Definitely—a visit to the Galts. Grady would recover, according to the nurse. So maybe, no rush. But what if he was in danger?
Damn. Were he and D the only fricking cops in Boston? The mayor, hoping for reelection this fall, had promised more troops. But the election was three months away. That left Jake and D with two cases to solve. And an informant at risk.
Jake’s plane for L.A. departed at three. Question was: Would he be on it?
D approached, a telltale powdered-sugar trail on his black T-shirt.
“You’re gonna kill yourself, eating like that,” Jake said.

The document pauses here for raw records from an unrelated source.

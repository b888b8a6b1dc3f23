use super::{IssueRef, IssueTracker, TrackerKind};
use crate::config::JiraConfig;
use crate::error::TrackerError;
use async_trait::async_trait;
use reqwest::Client;
use serde::Deserialize;
use serde_json::{json, Value};
use tracing::debug;

const TRACKER: &str = "jira";

/// Creates issues through the Jira REST API (v2, basic auth with an API token)
pub struct JiraTracker {
    client: Client,
    server: String,
    email: String,
    api_token: String,
    project_key: String,
    issue_type: String,
}

#[derive(Deserialize)]
struct CreatedIssue {
    key: String,
}

#[derive(Deserialize, Default)]
struct JiraErrorBody {
    #[serde(default, rename = "errorMessages")]
    error_messages: Vec<String>,
    #[serde(default)]
    errors: serde_json::Map<String, Value>,
}

impl JiraTracker {
    /// `None` unless server, email, token and project key are all set
    pub fn from_config(config: &JiraConfig) -> Option<Self> {
        let non_empty = |v: &Option<String>| v.clone().filter(|s| !s.trim().is_empty());

        Some(Self {
            client: Client::new(),
            server: non_empty(&config.server)?.trim_end_matches('/').to_string(),
            email: non_empty(&config.email)?,
            api_token: non_empty(&config.api_token)?,
            project_key: non_empty(&config.project_key)?,
            issue_type: config.issue_type.clone(),
        })
    }

    pub fn project_key(&self) -> &str {
        &self.project_key
    }

    fn request_body(&self, title: &str, body: &str) -> Value {
        json!({
            "fields": {
                "project": { "key": self.project_key },
                "summary": title,
                "description": body,
                "issuetype": { "name": self.issue_type },
            }
        })
    }

    fn browse_url(&self, key: &str) -> String {
        format!("{}/browse/{}", self.server, key)
    }
}

/// Flatten Jira's error payload into one line
fn error_message(body: &str) -> String {
    let parsed: JiraErrorBody = serde_json::from_str(body).unwrap_or_default();
    let mut parts = parsed.error_messages;
    for (field, message) in parsed.errors {
        let message = message.as_str().map(String::from).unwrap_or_else(|| message.to_string());
        parts.push(format!("{}: {}", field, message));
    }
    if parts.is_empty() {
        body.trim().chars().take(300).collect()
    } else {
        parts.join("; ")
    }
}

#[async_trait]
impl IssueTracker for JiraTracker {
    fn kind(&self) -> TrackerKind {
        TrackerKind::Jira
    }

    async fn create_issue(&self, title: &str, body: &str) -> Result<IssueRef, TrackerError> {
        let url = format!("{}/rest/api/2/issue", self.server);
        debug!("Creating Jira issue in {}: {}", self.project_key, title);

        let response = self
            .client
            .post(&url)
            .basic_auth(&self.email, Some(&self.api_token))
            .json(&self.request_body(title, body))
            .send()
            .await
            .map_err(|source| TrackerError::Request {
                tracker: TRACKER,
                source,
            })?;

        let status = response.status();
        let text = response.text().await.map_err(|source| TrackerError::Request {
            tracker: TRACKER,
            source,
        })?;

        if !status.is_success() {
            return Err(TrackerError::Rejected {
                tracker: TRACKER,
                status: status.as_u16(),
                message: error_message(&text),
            });
        }

        let created: CreatedIssue =
            serde_json::from_str(&text).map_err(|e| TrackerError::MalformedResponse {
                tracker: TRACKER,
                message: e.to_string(),
            })?;

        Ok(IssueRef {
            url: self.browse_url(&created.key),
            id: created.key,
        })
    }
}
pub fn default_host() -> String {
    "0.0.0.0".to_string()
}

pub fn default_port() -> u16 {
    5000
}

pub fn default_request_timeout_sec() -> u64 {
    120
}

pub fn default_gemini_model() -> String {
    "gemini-1.5-flash".to_string()
}

pub fn default_gemini_base_url() -> String {
    "https://generativelanguage.googleapis.com/v1beta".to_string()
}

pub fn default_temperature() -> f32 {
    0.1
}

pub fn default_max_output_tokens() -> u32 {
    2048
}

pub fn default_llm_timeout_sec() -> u64 {
    60
}

pub fn default_max_attempts() -> u32 {
    2
}

pub fn default_backoff_base_ms() -> u64 {
    500
}

pub fn default_jira_issue_type() -> String {
    "Task".to_string()
}

pub fn default_github_api_base() -> String {
    "https://api.github.com".to_string()
}

pub fn default_tracker_keywords() -> Vec<String> {
    [
        "backend",
        "development",
        "api",
        "technical",
        "server",
        "database",
        "integration",
        "infrastructure",
        "deployment",
    ]
    .into_iter()
    .map(String::from)
    .collect()
}

pub fn default_mobile_keywords() -> Vec<String> {
    ["mobile", "app", "ios", "android"]
        .into_iter()
        .map(String::from)
        .collect()
}

pub fn default_enrichment_concurrency() -> usize {
    4
}

pub fn default_tracker_timeout_sec() -> u64 {
    15
}

pub fn default_true() -> bool {
    true
}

D took another bite. “What’s your take on this? One way or the other, we should send a guy to keep watch on the kid. He might be Violet Sholto’s killer, right? Or that killer’s next victim.”
“Exactly.” Jake pointed a forefinger. “Plus, like I told you last night, Grady’s the link between Violet Sholto and Avery Morgan. Tarrant’s video proves he was at Morgan’s house. Maybe he can give us something about that night. Names.”
“Drugs, even,” D said. “Maybe that’s why he was really there?”
“And Grady’s obviously connected with the Sholtos,” Jake went on, almost thinking out loud. “So whatever Grady knows, or did, that’s gotta be why someone smashed his Gormay truck on Melnea Cass last night. They followed him, tailed him, and wham. Talk about sending a message. Couldn’t have been clearer if they’d spray-painted ‘Shut up’ on the side of his van.”
“You think Grady might’ve killed them both? Avery Morgan and Violet Sholto?”
Jake nodded. Then shook his head.
“I take that as a maybe,” D said.
“Seems too … out there.” Jake thought about it, the millionth time. “I mean, does Grady seem like a murderer? Why would he kill them?”